Weisheitszähne können unterschiedlichste Beschwerden auslösen und werden daher oft vorsorglich gezogen. Doch die Entfernung ist neuerdings umstritten – zur Vorbeugung gegen Probleme mit den Nachzüglerzähnen gibt es auch andere Möglichkeiten.
Autor: Adrian Zeller, 10/15
Die Zahl lässt aufhorchen: rund eine Million Weisheitszähne werden jedes Jahr allein in Deutschland gezogen. Weisheitszähne haben wenig praktischen Nutzen, aber sie können beträchtliche Qualen bereiten.
In den beengten Verhältnissen im Kiefer wachsen Weisheitszähne gelegentlich im schiefen Winkel, was zu schmerzhaften Reizungen führen kann. Die Wurzeln der nebenstehenden Zähne können durch die Fehlstellung verhaken und dabei geschädigt werden. Weisheitszähne können auf Nervenbahnen drücken. Die gequälten Patienten vermuten oft als Ursache ein Kariesloch; beim Zahnarzt wird ein Weisheitszahn als Auslöser der bohrenden Schmerzen erkannt.
Weitere Komplikationen sind Hohlräume, sogenannte Zysten, die das umliegende Gewebe und auch den Kieferknochen schädigen können. Sie entwickeln sich oft über längere Zeit unbemerkt. Bis sie vom Zahnarzt behandelt werden, haben sie ihr zerstörerisches Werk weit fortsetzen können.
Gelegentlich bilden sich um die Weisheitszähne im Zahnfleisch taschenartige Nischen. Darin sammeln sich winzige Speisereste, die Bakterien optimale Entwicklungsmöglichkeiten bieten.

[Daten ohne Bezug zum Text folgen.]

// SPDX-License-Identifier: BUSL-1.1
// Copyright (c) 2026 Alfred Jean LLC

//! Terminal-multiplexer adapters.

mod tmux;

pub use tmux::TmuxMux;

// Test support - only compiled for tests or when explicitly requested
#[cfg(any(test, feature = "test-support"))]
mod fake;
#[cfg(any(test, feature = "test-support"))]
pub use fake::{FakeMux, FakeMuxSession, MuxCall};

use async_trait::async_trait;
use coders_core::SessionId;
use std::path::Path;
use thiserror::Error;

/// Errors from multiplexer operations
#[derive(Debug, Error)]
pub enum MuxError {
    #[error("session not found: {0}")]
    NotFound(String),
    #[error("spawn failed: {0}")]
    SpawnFailed(String),
    #[error("command failed: {0}")]
    CommandFailed(String),
    #[error("invalid key name: {0}")]
    InvalidKey(String),
    #[error("multiplexer unavailable: {0}")]
    Unavailable(String),
}

/// One multiplexer-listed session.
#[derive(Debug, Clone, PartialEq, Eq)]
pub struct MuxSession {
    pub id: SessionId,
    pub window_count: u32,
    /// Session creation time, epoch seconds.
    pub created_at: u64,
}

/// Named keys accepted by [`MuxAdapter::send_key`].
///
/// Anything outside this set fails with [`MuxError::InvalidKey`] rather than
/// being passed through to the multiplexer, where an unknown name would be
/// typed as literal text.
pub fn is_valid_key(name: &str) -> bool {
    const NAMED: &[&str] = &[
        "Enter", "Tab", "Escape", "Space", "BSpace", "Up", "Down", "Left", "Right", "Home", "End",
        "PageUp", "PageDown",
    ];
    if NAMED.contains(&name) {
        return true;
    }
    // Function keys F1..F12
    if let Some(n) = name.strip_prefix('F') {
        return matches!(n.parse::<u8>(), Ok(1..=12));
    }
    // Control-letter chords C-a .. C-z
    if let Some(letter) = name.strip_prefix("C-") {
        let mut chars = letter.chars();
        return matches!(
            (chars.next(), chars.next()),
            (Some('a'..='z'), None)
        );
    }
    false
}

/// Adapter over the terminal multiplexer.
///
/// Detached sessions are the unit of work: one session hosts one tool
/// process for one task.
#[async_trait]
pub trait MuxAdapter: Clone + Send + Sync + 'static {
    /// Check whether a session exists.
    async fn session_exists(&self, id: &SessionId) -> Result<bool, MuxError>;

    /// Create a detached session running `command_line` in `cwd`.
    ///
    /// The window runs `cd <cwd> && <command_line>; exec <user_shell>` so a
    /// shell prompt stays observable after the tool process exits.
    async fn create_detached(
        &self,
        id: &SessionId,
        cwd: &Path,
        command_line: &str,
    ) -> Result<(), MuxError>;

    /// Kill a session. Killing an already-dead session is not an error.
    async fn kill(&self, id: &SessionId) -> Result<(), MuxError>;

    /// List managed sessions (ids with the reserved `coder-` prefix only).
    async fn list(&self) -> Result<Vec<MuxSession>, MuxError>;

    /// Pane process ids for a session.
    async fn pane_pids(&self, id: &SessionId) -> Result<Vec<u32>, MuxError>;

    /// Capture the scrollback tail of the session's pane.
    async fn capture_pane(&self, id: &SessionId, tail_lines: u32) -> Result<String, MuxError>;

    /// Send literal text (no key-name interpretation).
    async fn send_text(&self, id: &SessionId, text: &str) -> Result<(), MuxError>;

    /// Send a named key from the whitelisted set.
    async fn send_key(&self, id: &SessionId, key: &str) -> Result<(), MuxError>;

    /// Whether any descendant of the session's panes has a command name
    /// containing one of `patterns`.
    async fn tool_process_running(
        &self,
        id: &SessionId,
        patterns: &[&str],
    ) -> Result<bool, MuxError>;

    /// Show a transient status message, if the multiplexer supports one.
    /// Best-effort; the default does nothing.
    async fn display_message(&self, _id: &SessionId, _message: &str) -> Result<(), MuxError> {
        Ok(())
    }
}

#[cfg(test)]
#[path = "mod_tests.rs"]
mod tests;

Dann kommt es zu schmerzhaften Entzündungen, die sich bis zu massiven Vereiterungen steigern können. Entzündungsherde können sich vor allem dann bilden, wenn die Weisheitszähne das Zahnfleisch nicht vollständig durchstossen.
Alle Zähne haben auf der unteren bzw. oberen Kieferhälfte einen Gegenzahn. Bei nicht durchgebrochenen Weisheitszähnen kann dieser fehlen. Die durchgebrochenen ihrerseits können dadurch einseitig zu weit in den Mundraum vorragen und in der Folge Beschwerden auslösen. Rund 80 Prozent der jüngeren Menschen in Europa tragen mindestens einen nicht durchgebrochenen Zahn im Mund. Doch nicht alle müssen deswegen mit künftigen Beschwerden rechnen.

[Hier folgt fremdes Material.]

// SPDX-License-Identifier: BUSL-1.1
// Copyright (c) 2026 Alfred Jean LLC

use super::*;
use crate::MemoryStore;
use coders_core::{
    FakeClock, HealthStatus, LoopStatus, PromiseStatus, Tool,
};

fn state(id: &str) -> SessionState {
    SessionState {
        session_id: SessionId::new(id),
        name: id.trim_start_matches("coder-").to_string(),
        tool: Tool::Claude,
        task: "t".to_string(),
        cwd: "/tmp".into(),
        model: None,
        alt_backend: false,
        heartbeat: true,
        restart_on_crash: true,
        max_restarts: 3,
        restart_count: 0,
        last_restart_at: None,
        created_at: 0,
    }
}

#[tokio::test]
async fn session_state_round_trip() {
    let store = MemoryStore::new();
    let state = state("coder-claude-x");
    store.put_session_state(&state).await.unwrap();
    let back = store
        .get_session_state(&state.session_id)
        .await
        .unwrap()
        .unwrap();
    assert_eq!(back.session_id, state.session_id);
    store.delete_session_state(&state.session_id).await.unwrap();
    assert!(store
        .get_session_state(&state.session_id)
        .await
        .unwrap()
        .is_none());
}

#[tokio::test]
async fn heartbeat_has_ttl() {
    let clock = FakeClock::at(0);
    let store = MemoryStore::with_clock(clock.clone());
    let id = SessionId::new("coder-claude-x");
    let hb = Heartbeat::running(id.clone(), 0);
    store.put_heartbeat(&hb).await.unwrap();
    assert!(store.get_heartbeat(&id).await.unwrap().is_some());
    clock.advance_ms(keys::HEARTBEAT_TTL.as_millis() as u64 + 1);
    assert!(store.get_heartbeat(&id).await.unwrap().is_none());
}

#[tokio::test]
async fn promise_lifecycle() {
    let store = MemoryStore::new();
    let id = SessionId::new("coder-claude-x");
    let promise = Promise {
        session_id: id.clone(),
        timestamp: 1,
        summary: "done".to_string(),
        status: PromiseStatus::Completed,
        blockers: Vec::new(),
    };
    store.put_promise(&promise).await.unwrap();
    assert!(store.get_promise(&id).await.unwrap().is_some());
    // Deleting the promise "resumes" the session
    store.delete_promise(&id).await.unwrap();
    assert!(store.get_promise(&id).await.unwrap().is_none());
}

#[tokio::test]
async fn health_and_summary() {
    let store = MemoryStore::new();
    let id = SessionId::new("coder-claude-x");
    let result = HealthCheckResult {
        session_id: id.clone(),
        timestamp: 0,
        tmux_alive: true,
        process_running: true,
        heartbeat_age_ms: Some(10),
        output_hash: None,
        previous_output_hash: None,
        output_stale_for_ms: 0,
        status: HealthStatus::Healthy,
        message: "ok".to_string(),
    };
    store.put_health(&result).await.unwrap();
    assert!(store.get_health(&id).await.unwrap().is_some());

    let summary = HealthCheckSummary::from_results(0, vec![result]);
    store.put_health_summary(&summary).await.unwrap();
    let back = store.get_health_summary().await.unwrap().unwrap();
    assert_eq!(back.healthy, 1);
}

#[tokio::test]
async fn loop_records() {
    let store = MemoryStore::new();
    let loop_id = LoopId::new("loop-1");
    let state = LoopState {
        loop_id: loop_id.clone(),
        current_task_index: 0,
        total_tasks: 2,
        current_tool: Tool::Claude,
        status: LoopStatus::Running,
        completed_count: 0,
        updated_at: 0,
    };
    store.put_loop_state(&state).await.unwrap();
    assert!(store.get_loop_state(&loop_id).await.unwrap().is_some());

    let note = LoopNotification {
        loop_id,
        timestamp: 5,
        task_count: 2,
        status: LoopStatus::Completed,
        message: "done".to_string(),
    };
    store.publish_loop_notification(&note).await.unwrap();
}

#[tokio::test]
async fn crash_events_keyed_by_timestamp() {
    let store = MemoryStore::new();
    let id = SessionId::new("coder-claude-x");
    for ts in [1, 2] {
        let event = CrashEvent {
            session_id: id.clone(),
            timestamp: ts,
            reason: "r".to_string(),
            will_restart: true,
        };
        store.record_crash_event(&event).await.unwrap();
    }
    let keys = store.scan("coders:crash:*").await.unwrap();
    assert_eq!(keys.len(), 2);
}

Bei den meisten Kindern ist die Entwicklung der zweiten Zähne im Alter von zwölf Jahren vorerst abgeschlossen; die Betonung liegt dabei auf «vorerst». Sozusagen als Nachzügler folgen die Weisheitszähne. Bei vielen Menschen zeigen sie sich zwischen dem 17. und dem 24. Altersjahr; sie können aber auch wesentlich später durchbrechen. Das Altersspektrum an Patientinnen und Patienten, die wegen Beschwerden an einem Weisheitszahn eine Zahnarztpraxis aufsuchen, reicht von 15 bis 85 jahren.
Die Tatsache, dass die Weisheitszähne erst im Erwachsenenalter erscheinen, hat zu ihrem wunderlichen Namen geführt. Der persische Arzt und Gelehrte Avicenna (980-1037) bezeichnete sie als «Zähne des Verstandes». Die frühe westliche Heilkunde wurde von der hochentwickelten orientalischen Medizin inspiriert und bereichert. Die Übersetzung von Avicennas Namensgebung schlug sich in den europäischen Sprachen als Zähne des Intellekts, der Vernunft oder eben der Weisheit nieder. Andere Völker wählten ebenfalls anschauliche Umschreibungen. In Asien werden sie als Zähne benannt, die Mutter und Vater unbekannt seien. Sie würden erst erscheinen, wenn die erwachsenen Kinder das Elternhaus verlassen haben.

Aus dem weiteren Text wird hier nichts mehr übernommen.